Sleep loss can be attributed to a lack of physical activity and heightened levels of stress. And the latter is something many university-aged students are all too familiar with.

Many students compromise sleep to study longer hours, but a well-rested brain is proven to retain information much better.

Chronic sleep deprivation can also have serious effects on one’s mental and physical health. While sleep deprivation is not a direct cause of depression and anxiety, consistent loss of sleep can heighten students’ symptoms if they’re going through a bout of depression and anxiety.

Losing sleep can also result in a loss of impulse control. 

“Studies show that the first week after this time change we see an increase in car accidents, because again, we are taking away one hour of sleep in an already sleep deprived society,” said McGinn.

To get a good night’s rest, McGinn highlighted the importance of engaging in physical activity. Incorporating about 30 minutes of vigorous to moderate physical activity a day can help build your body’s drive for sleep.

The type of environment you are sleeping in can also play a big role, especially when your phone finds its way into the bedroom.

“If we are getting lost down the Instagram hole before we go to bed, or reading the news, it can definitely keep us up at night and maybe even heighten some anxiety and stress that university students might already be feeling,” claimed McGinn.

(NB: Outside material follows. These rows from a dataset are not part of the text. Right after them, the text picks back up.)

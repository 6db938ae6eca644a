use axum::http::{header::AUTHORIZATION, HeaderMap};

const BEARER_PREFIX: &str = "Bearer ";

/// Bearer token carried by an inbound request, if any
pub fn bearer_token(headers: &HeaderMap) -> Option<&str> {
    let auth_header = headers.get(AUTHORIZATION)?.to_str().ok()?;
    extract_bearer_token(auth_header)
}

/// Extract Bearer token from an Authorization header value
fn extract_bearer_token(auth_header: &str) -> Option<&str> {
    auth_header
        .strip_prefix(BEARER_PREFIX)
        .filter(|token| !token.is_empty())
}
use axum::{
    extract::{Path, RawQuery, State},
    http::HeaderMap,
    response::Response,
    Json,
};
use chrono::Utc;

use crate::{
    error::AppError,
    models::NormalizedResponse,
    prometheus::{self, TopologyMetricsQuery},
    query::QueryParameters,
};

use super::{respond, AppState};

pub const TOPOLOGY_ENDPOINT: &str = "/api/prometheus/topology";
pub const LABEL_VALUES_ENDPOINT: &str = "/api/prometheus/label/values";

const MATCH_PARAM: &str = "match[]";

/// Handle /api/prometheus/topology: top-k series from the flow counters
pub async fn get_topology_metrics(
    State(state): State<AppState>,
    headers: HeaderMap,
    RawQuery(raw): RawQuery,
) -> Response {
    respond(
        TOPOLOGY_ENDPOINT,
        fetch_topology_metrics(&state, &headers, raw.as_deref()).await,
    )
}

/// Handle /api/prometheus/label/{name}/values
pub async fn get_label_values(
    State(state): State<AppState>,
    Path(label): Path<String>,
    headers: HeaderMap,
    RawQuery(raw): RawQuery,
) -> Response {
    respond(
        LABEL_VALUES_ENDPOINT,
        fetch_label_values(&state, &label, &headers, raw.as_deref())
            .await
            .map(Json),
    )
}

async fn fetch_topology_metrics(
    state: &AppState,
    headers: &HeaderMap,
    raw: Option<&str>,
) -> Result<NormalizedResponse, AppError> {
    let params = QueryParameters::from_query_string(raw)?;
    let query = TopologyMetricsQuery::new(&state.config.query, &state.config.prometheus)
        .build(&params, Utc::now().timestamp())?;
    let client = prometheus::build_client(&state.config.prometheus, headers)?;

    let response = prometheus::query_matrix(&client, &query).await?;
    tracing::info!(series = response.data.result.len(), "Fetched topology metrics");
    Ok(NormalizedResponse::Matrix(response))
}

async fn fetch_label_values(
    state: &AppState,
    label: &str,
    headers: &HeaderMap,
    raw: Option<&str>,
) -> Result<Vec<String>, AppError> {
    if !is_valid_label_name(label) {
        return Err(AppError::InvalidParameter(format!(
            "invalid label name: {}",
            label
        )));
    }

    let matches = match_selectors(raw);
    let client = prometheus::build_client(&state.config.prometheus, headers)?;
    prometheus::label_values(&client, label, &matches).await
}

/// Every `match[]` selector of the query string, in order
fn match_selectors(raw: Option<&str>) -> Vec<String> {
    url::form_urlencoded::parse(raw.unwrap_or_default().as_bytes())
        .filter(|(key, value)| key == MATCH_PARAM && !value.is_empty())
        .map(|(_, value)| value.into_owned())
        .collect()
}

/// Prometheus label names: `[a-zA-Z_][a-zA-Z0-9_]*`
fn is_valid_label_name(name: &str) -> bool {
    let mut chars = name.chars();
    match chars.next() {
        Some(c) if c.is_ascii_alphabetic() || c == '_' => {
            chars.all(|c| c.is_ascii_alphanumeric() || c == '_')
        }
        _ => false,
    }
}

#[cfg(test)]
mod tests {
    use super::*;
    use crate::config::create_test_config;
    use axum::http::{header::AUTHORIZATION, HeaderValue, StatusCode};
    use httpmock::prelude::*;

    const MATRIX: &str = r#"{"status":"success","data":{"resultType":"matrix","result":[{"metric":{"SrcK8S_Namespace":"default"},"values":[[1000,"42"],[1060.5,"43"]]}]}}"#;

    fn state_for(server: &MockServer, forward_user_token: bool) -> AppState {
        let mut config = create_test_config();
        config.prometheus.url = server.base_url();
        config.prometheus.forward_user_token = forward_user_token;
        AppState::new(config).unwrap()
    }

    async fn body_json(response: Response) -> serde_json::Value {
        let body = axum::body::to_bytes(response.into_body(), usize::MAX).await.unwrap();
        serde_json::from_slice(&body).unwrap()
    }

    #[test]
    fn test_label_name_validation() {
        assert!(is_valid_label_name("SrcK8S_Namespace"));
        assert!(is_valid_label_name("_hidden"));
        assert!(!is_valid_label_name("1abc"));
        assert!(!is_valid_label_name("a-b"));
        assert!(!is_valid_label_name(""));
    }

    #[test]
    fn test_match_selectors() {
        let raw = "match%5B%5D=up&match%5B%5D=%7Bjob%3D%22x%22%7D&other=1&match[]=";
        assert_eq!(
            match_selectors(Some(raw)),
            vec!["up".to_string(), r#"{job="x"}"#.to_string()]
        );
        assert!(match_selectors(None).is_empty());
    }

    #[tokio::test]
    async fn test_topology_metrics_matrix() {
        let server = MockServer::start_async().await;
        let mock = server
            .mock_async(|when, then| {
                when.method(GET)
                    .path("/api/v1/query_range")
                    .query_param("start", "1000")
                    .query_param("end", "1300")
                    .query_param("step", "60s");
                then.status(200)
                    .header("content-type", "application/json")
                    .body(MATRIX);
            })
            .await;

        let response = get_topology_metrics(
            State(state_for(&server, false)),
            HeaderMap::new(),
            RawQuery(Some("start=1000&end=1300".to_string())),
        )
        .await;

        mock.assert_async().await;
        assert_eq!(response.status(), StatusCode::OK);
        let json = body_json(response).await;
        assert_eq!(json["data"]["resultType"], "matrix");
        assert_eq!(json["data"]["result"][0]["metric"]["SrcK8S_Namespace"], "default");
        assert_eq!(json["data"]["result"][0]["values"][1][0], 1060.5);
        assert_eq!(json["data"]["result"][0]["values"][1][1], "43");
    }

    #[tokio::test]
    async fn test_forwarded_token_and_unauthorized() {
        let server = MockServer::start_async().await;
        let mock = server
            .mock_async(|when, then| {
                when.method(GET)
                    .path("/api/v1/query_range")
                    .header("authorization", "Bearer user-token");
                then.status(401).body("Unauthorized");
            })
            .await;

        let mut headers = HeaderMap::new();
        headers.insert(AUTHORIZATION, HeaderValue::from_static("Bearer user-token"));

        let response =
            get_topology_metrics(State(state_for(&server, true)), headers, RawQuery(None)).await;

        mock.assert_async().await;
        assert_eq!(response.status(), StatusCode::UNAUTHORIZED);
        let json = body_json(response).await;
        let message = json["Message"].as_str().unwrap();
        assert!(message.starts_with("error from Prometheus query: "));
        assert!(message.contains("401"));
    }

    #[tokio::test]
    async fn test_forbidden_and_server_errors() {
        for (status, expected) in [
            (403, StatusCode::FORBIDDEN),
            (500, StatusCode::SERVICE_UNAVAILABLE),
        ] {
            let server = MockServer::start_async().await;
            server
                .mock_async(|when, then| {
                    when.method(GET).path("/api/v1/query_range");
                    then.status(status).body("nope");
                })
                .await;

            let response =
                get_topology_metrics(State(state_for(&server, false)), HeaderMap::new(), RawQuery(None))
                    .await;
            assert_eq!(response.status(), expected);
        }
    }

    #[tokio::test]
    async fn test_bad_data_is_unavailable() {
        let server = MockServer::start_async().await;
        server
            .mock_async(|when, then| {
                when.method(GET).path("/api/v1/query_range");
                then.status(400)
                    .header("content-type", "application/json")
                    .body(r#"{"status":"error","errorType":"bad_data","error":"parse error at char 5"}"#);
            })
            .await;

        let response =
            get_topology_metrics(State(state_for(&server, false)), HeaderMap::new(), RawQuery(None))
                .await;
        assert_eq!(response.status(), StatusCode::SERVICE_UNAVAILABLE);
        let json = body_json(response).await;
        assert_eq!(
            json["Message"],
            "error from Prometheus query: bad_data: parse error at char 5"
        );
    }

    #[tokio::test]
    async fn test_non_matrix_result_is_internal_error() {
        let server = MockServer::start_async().await;
        server
            .mock_async(|when, then| {
                when.method(GET).path("/api/v1/query_range");
                then.status(200).body(
                    r#"{"status":"success","data":{"resultType":"vector","result":[]}}"#,
                );
            })
            .await;

        let response =
            get_topology_metrics(State(state_for(&server, false)), HeaderMap::new(), RawQuery(None))
                .await;
        assert_eq!(response.status(), StatusCode::INTERNAL_SERVER_ERROR);
    }

    #[tokio::test]
    async fn test_timeout_is_unavailable() {
        let server = MockServer::start_async().await;
        server
            .mock_async(|when, then| {
                when.method(GET).path("/api/v1/query_range");
                then.status(200)
                    .delay(std::time::Duration::from_millis(2500))
                    .body(MATRIX);
            })
            .await;

        let mut config = create_test_config();
        config.prometheus.url = server.base_url();
        config.prometheus.timeout_seconds = 1;
        let state = AppState::new(config).unwrap();

        let err = fetch_topology_metrics(&state, &HeaderMap::new(), None)
            .await
            .unwrap_err();
        assert!(matches!(err, AppError::BackendUnavailable(_)));
        assert_eq!(err.status(), StatusCode::SERVICE_UNAVAILABLE);
        assert!(err.to_string().starts_with("error from Prometheus query: timeout: "));
    }

    #[tokio::test]
    async fn test_label_values() {
        let server = MockServer::start_async().await;
        let mock = server
            .mock_async(|when, then| {
                when.method(GET)
                    .path("/api/v1/label/SrcK8S_Namespace/values")
                    .query_param("match[]", "netobserv_workload_flows_bytes_total")
                    .query_param_exists("start")
                    .query_param_exists("end");
                then.status(200).body(
                    r#"{"status":"success","data":["default","openshift","default"],"warnings":["partial"]}"#,
                );
            })
            .await;

        let response = get_label_values(
            State(state_for(&server, false)),
            Path("SrcK8S_Namespace".to_string()),
            HeaderMap::new(),
            RawQuery(Some("match[]=netobserv_workload_flows_bytes_total".to_string())),
        )
        .await;

        mock.assert_async().await;
        assert_eq!(response.status(), StatusCode::OK);
        assert_eq!(
            body_json(response).await,
            serde_json::json!(["default", "openshift"])
        );
    }

    #[tokio::test]
    async fn test_label_values_failure_is_unavailable() {
        let server = MockServer::start_async().await;
        server
            .mock_async(|when, then| {
                when.method(GET).path("/api/v1/label/SrcK8S_Namespace/values");
                then.status(403).body("forbidden");
            })
            .await;

        let response = get_label_values(
            State(state_for(&server, false)),
            Path("SrcK8S_Namespace".to_string()),
            HeaderMap::new(),
            RawQuery(None),
        )
        .await;
        assert_eq!(response.status(), StatusCode::SERVICE_UNAVAILABLE);
    }

    #[tokio::test]
    async fn test_invalid_label_name() {
        let server = MockServer::start_async().await;
        let response = get_label_values(
            State(state_for(&server, false)),
            Path("1bad".to_string()),
            HeaderMap::new(),
            RawQuery(None),
        )
        .await;
        assert_eq!(response.status(), StatusCode::BAD_REQUEST);
    }
}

While students may use their phones as an alarm, chances are they will often find themselves scrolling through social media all hours of the night. So, try to find another spot for your phone that isn’t your bed or bedside table.

To combat stress before bed, McGinn suggests creating a bedtime routine. Even something as small as changing into pajamas before bed, rather than wearing your pajamas around the house all day, can signal to your body that you are preparing for a good sleep.

Students often have very busy schedules; whether studying, partying, or working a job, it can be difficult to maintain a consistent sleep pattern. But if you take time to engage in physical activity, prepare yourself for bed, and sleep at a reasonable hour, you can combat those awful, sleepless nights.